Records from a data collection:
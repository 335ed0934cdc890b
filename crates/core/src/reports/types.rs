//! Report data types.

use chrono::{DateTime, NaiveDate, Utc};
use rust_decimal::Decimal;
use serde::{Deserialize, Serialize};
use tally_shared::types::{AccountId, JournalEntryId, LedgerLineId};

use crate::accounts::AccountType;
use crate::ledger::Side;

/// Balance of one account at a point in time.
#[derive(Debug, Clone, PartialEq, Eq, Serialize, Deserialize)]
pub struct AccountBalance {
    /// Account ID.
    pub account_id: AccountId,
    /// Account code.
    pub code: String,
    /// Account name.
    pub name: String,
    /// Account type.
    pub account_type: AccountType,
    /// Account currency.
    pub currency: String,
    /// Whether the account is active.
    pub is_active: bool,
    /// Total debit amount.
    pub debit_total: Decimal,
    /// Total credit amount.
    pub credit_total: Decimal,
    /// Balance signed against the account's normal side.
    pub balance: Decimal,
}

impl AccountBalance {
    /// Debit minus credit, independent of account type.
    #[must_use]
    pub fn raw(&self) -> Decimal {
        self.debit_total - self.credit_total
    }
}

/// One line of an account statement.
#[derive(Debug, Clone, PartialEq, Eq, Serialize, Deserialize)]
pub struct StatementLine {
    /// Ledger line ID.
    pub ledger_line_id: LedgerLineId,
    /// Posted entry ID.
    pub entry_id: JournalEntryId,
    /// Accounting date.
    pub entry_date: NaiveDate,
    /// Commit time.
    pub posted_at: DateTime<Utc>,
    /// Side posted.
    pub side: Side,
    /// Positive amount.
    pub amount: Decimal,
    /// Amount signed against the normal side.
    pub signed_amount: Decimal,
    /// Balance after this line.
    pub running_balance: Decimal,
    /// Line description.
    pub description: Option<String>,
}

/// Chronological activity of one account over a date range.
#[derive(Debug, Clone, PartialEq, Eq, Serialize, Deserialize)]
pub struct AccountStatement {
    /// Account ID.
    pub account_id: AccountId,
    /// Account code.
    pub code: String,
    /// Account name.
    pub name: String,
    /// Range start (inclusive).
    pub from: NaiveDate,
    /// Range end (inclusive).
    pub to: NaiveDate,
    /// Balance from all lines dated before `from`.
    pub opening_balance: Decimal,
    /// Lines in range with running balance.
    pub lines: Vec<StatementLine>,
    /// Total debits in range.
    pub debit_total: Decimal,
    /// Total credits in range.
    pub credit_total: Decimal,
    /// Opening balance plus in-range activity.
    pub closing_balance: Decimal,
}

/// One row of the trial balance.
#[derive(Debug, Clone, PartialEq, Eq, Serialize, Deserialize)]
pub struct TrialBalanceRow {
    /// Account ID.
    pub account_id: AccountId,
    /// Account code.
    pub code: String,
    /// Account name.
    pub name: String,
    /// Account type.
    pub account_type: AccountType,
    /// Debit column amount.
    pub debit: Decimal,
    /// Credit column amount.
    pub credit: Decimal,
}

/// Trial balance totals.
#[derive(Debug, Clone, Copy, PartialEq, Eq, Serialize, Deserialize)]
pub struct TrialBalanceTotals {
    /// Total debit.
    pub total_debit: Decimal,
    /// Total credit.
    pub total_credit: Decimal,
    /// Whether debits equal credits.
    pub is_balanced: bool,
}

/// Trial balance report.
#[derive(Debug, Clone, PartialEq, Eq, Serialize, Deserialize)]
pub struct TrialBalanceReport {
    /// As of date.
    pub as_of: NaiveDate,
    /// Currency code.
    pub currency: String,
    /// Rows in account code order.
    pub rows: Vec<TrialBalanceRow>,
    /// Totals.
    pub totals: TrialBalanceTotals,
}

/// Balance sheet or income statement section.
#[derive(Debug, Clone, Default, PartialEq, Eq, Serialize, Deserialize)]
pub struct ReportSection {
    /// Section total of normal-signed balances.
    pub total: Decimal,
    /// Accounts in this section.
    pub accounts: Vec<AccountBalance>,
}

/// Balance sheet report.
#[derive(Debug, Clone, PartialEq, Eq, Serialize, Deserialize)]
pub struct BalanceSheetReport {
    /// As of date.
    pub as_of: NaiveDate,
    /// Currency code.
    pub currency: String,
    /// Assets section.
    pub assets: ReportSection,
    /// Liabilities section.
    pub liabilities: ReportSection,
    /// Equity accounts section (excludes current earnings).
    pub equity: ReportSection,
    /// Cumulative revenue minus expense up to `as_of`.
    pub current_earnings: Decimal,
    /// Total assets.
    pub total_assets: Decimal,
    /// Total liabilities.
    pub total_liabilities: Decimal,
    /// Equity accounts plus current earnings.
    pub total_equity: Decimal,
    /// Liabilities plus equity.
    pub liabilities_and_equity: Decimal,
    /// Whether assets equal liabilities plus equity.
    pub is_balanced: bool,
}

/// Income statement report.
#[derive(Debug, Clone, PartialEq, Eq, Serialize, Deserialize)]
pub struct IncomeStatementReport {
    /// Period start date (inclusive).
    pub from: NaiveDate,
    /// Period end date (inclusive).
    pub to: NaiveDate,
    /// Currency code.
    pub currency: String,
    /// Revenue section.
    pub revenue: ReportSection,
    /// Expense section.
    pub expenses: ReportSection,
    /// Revenue minus expenses.
    pub net_income: Decimal,
}

/// Balance of an account aggregated over its sub-tree.
#[derive(Debug, Clone, PartialEq, Eq, Serialize, Deserialize)]
pub struct RollupBalance {
    /// The parent account.
    pub account_id: AccountId,
    /// As of date.
    pub as_of: NaiveDate,
    /// Balance of the account's own lines.
    pub own_balance: Decimal,
    /// Own balance plus every descendant's balance.
    pub total_balance: Decimal,
    /// Descendant balances, depth-first in code order.
    pub descendants: Vec<AccountBalance>,
}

◆ Exercise description
Repeat the data. Keep every word the same.

◆ Output of the exercise
repository 335ed0934cdc890b
filename crates/core/src/reports/types.rs
//! Report data types.

use chrono::{DateTime, NaiveDate, Utc};
use rust_decimal::Decimal;
use serde::{Deserialize, Serialize};
use tally_shared::types::{AccountId, JournalEntryId, LedgerLineId};

use crate::accounts::AccountType;
use crate::ledger::Side;

/// Balance of one account at a point in time.
#[derive(Debug, Clone, PartialEq, Eq, Serialize, Deserialize)]
pub struct AccountBalance {
    /// Account ID.
    pub account_id: AccountId,
    /// Account code.
    pub code: String,
    /// Account name.
    pub name: String,
    /// Account type.
    pub account_type: AccountType,
    /// Account currency.
    pub currency: String,
    /// Whether the account is active.
    pub is_active: bool,
    /// Total debit amount.
    pub debit_total: Decimal,
    /// Total credit amount.
    pub credit_total: Decimal,
    /// Balance signed against the account's normal side.
    pub balance: Decimal,
}

impl AccountBalance {
    /// Debit minus credit, independent of account type.
    #[must_use]
    pub fn raw(&self) -> Decimal {
        self.debit_total - self.credit_total
    }
}

/// One line of an account statement.
#[derive(Debug, Clone, PartialEq, Eq, Serialize, Deserialize)]
pub struct StatementLine {
    /// Ledger line ID.
    pub ledger_line_id: LedgerLineId,
    /// Posted entry ID.
    pub entry_id: JournalEntryId,
    /// Accounting date.
    pub entry_date: NaiveDate,
    /// Commit time.
    pub posted_at: DateTime<Utc>,
    /// Side posted.
    pub side: Side,
    /// Positive amount.
    pub amount: Decimal,
    /// Amount signed against the normal side.
    pub signed_amount: Decimal,
    /// Balance after this line.
    pub running_balance: Decimal,
    /// Line description.
    pub description: Option<String>,
}

/// Chronological activity of one account over a date range.
#[derive(Debug, Clone, PartialEq, Eq, Serialize, Deserialize)]
pub struct AccountStatement {
    /// Account ID.
    pub account_id: AccountId,
    /// Account code.
    pub code: String,
    /// Account name.
    pub name: String,
    /// Range start (inclusive).
    pub from: NaiveDate,
    /// Range end (inclusive).
    pub to: NaiveDate,
    /// Balance from all lines dated before `from`.
    pub opening_balance: Decimal,
    /// Lines in range with running balance.
    pub lines: Vec<StatementLine>,
    /// Total debits in range.
    pub debit_total: Decimal,
    /// Total credits in range.
    pub credit_total: Decimal,
    /// Opening balance plus in-range activity.
    pub closing_balance: Decimal,
}

/// One row of the trial balance.
#[derive(Debug, Clone, PartialEq, Eq, Serialize, Deserialize)]
pub struct TrialBalanceRow {
    /// Account ID.
    pub account_id: AccountId,
    /// Account code.
    pub code: String,
    /// Account name.
    pub name: String,
    /// Account type.
    pub account_type: AccountType,
    /// Debit column amount.
    pub debit: Decimal,
    /// Credit column amount.
    pub credit: Decimal,
}

/// Trial balance totals.
#[derive(Debug, Clone, Copy, PartialEq, Eq, Serialize, Deserialize)]
pub struct TrialBalanceTotals {
    /// Total debit.
    pub total_debit: Decimal,
    /// Total credit.
    pub total_credit: Decimal,
    /// Whether debits equal credits.
    pub is_balanced: bool,
}

/// Trial balance report.
#[derive(Debug, Clone, PartialEq, Eq, Serialize, Deserialize)]
pub struct TrialBalanceReport {
    /// As of date.
    pub as_of: NaiveDate,
    /// Currency code.
    pub currency: String,
    /// Rows in account code order.
    pub rows: Vec<TrialBalanceRow>,
    /// Totals.
    pub totals: TrialBalanceTotals,
}

/// Balance sheet or income statement section.
#[derive(Debug, Clone, Default, PartialEq, Eq, Serialize, Deserialize)]
pub struct ReportSection {
    /// Section total of normal-signed balances.
    pub total: Decimal,
    /// Accounts in this section.
    pub accounts: Vec<AccountBalance>,
}

/// Balance sheet report.
#[derive(Debug, Clone, PartialEq, Eq, Serialize, Deserialize)]
pub struct BalanceSheetReport {
    /// As of date.
    pub as_of: NaiveDate,
    /// Currency code.
    pub currency: String,
    /// Assets section.
    pub assets: ReportSection,
    /// Liabilities section.
    pub liabilities: ReportSection,
    /// Equity accounts section (excludes current earnings).
    pub equity: ReportSection,
    /// Cumulative revenue minus expense up to `as_of`.
    pub current_earnings: Decimal,
    /// Total assets.
    pub total_assets: Decimal,
    /// Total liabilities.
    pub total_liabilities: Decimal,
    /// Equity accounts plus current earnings.
    pub total_equity: Decimal,
    /// Liabilities plus equity.
    pub liabilities_and_equity: Decimal,
    /// Whether assets equal liabilities plus equity.
    pub is_balanced: bool,
}

/// Income statement report.
#[derive(Debug, Clone, PartialEq, Eq, Serialize, Deserialize)]
pub struct IncomeStatementReport {
    /// Period start date (inclusive).
    pub from: NaiveDate,
    /// Period end date (inclusive).
    pub to: NaiveDate,
    /// Currency code.
    pub currency: String,
    /// Revenue section.
    pub revenue: ReportSection,
    /// Expense section.
    pub expenses: ReportSection,
    /// Revenue minus expenses.
    pub net_income: Decimal,
}

/// Balance of an account aggregated over its sub-tree.
#[derive(Debug, Clone, PartialEq, Eq, Serialize, Deserialize)]
pub struct RollupBalance {
    /// The parent account.
    pub account_id: AccountId,
    /// As of date.
    pub as_of: NaiveDate,
    /// Balance of the account's own lines.
    pub own_balance: Decimal,
    /// Own balance plus every descendant's balance.
    pub total_balance: Decimal,
    /// Descendant balances, depth-first in code order.
    pub descendants: Vec<AccountBalance>,
}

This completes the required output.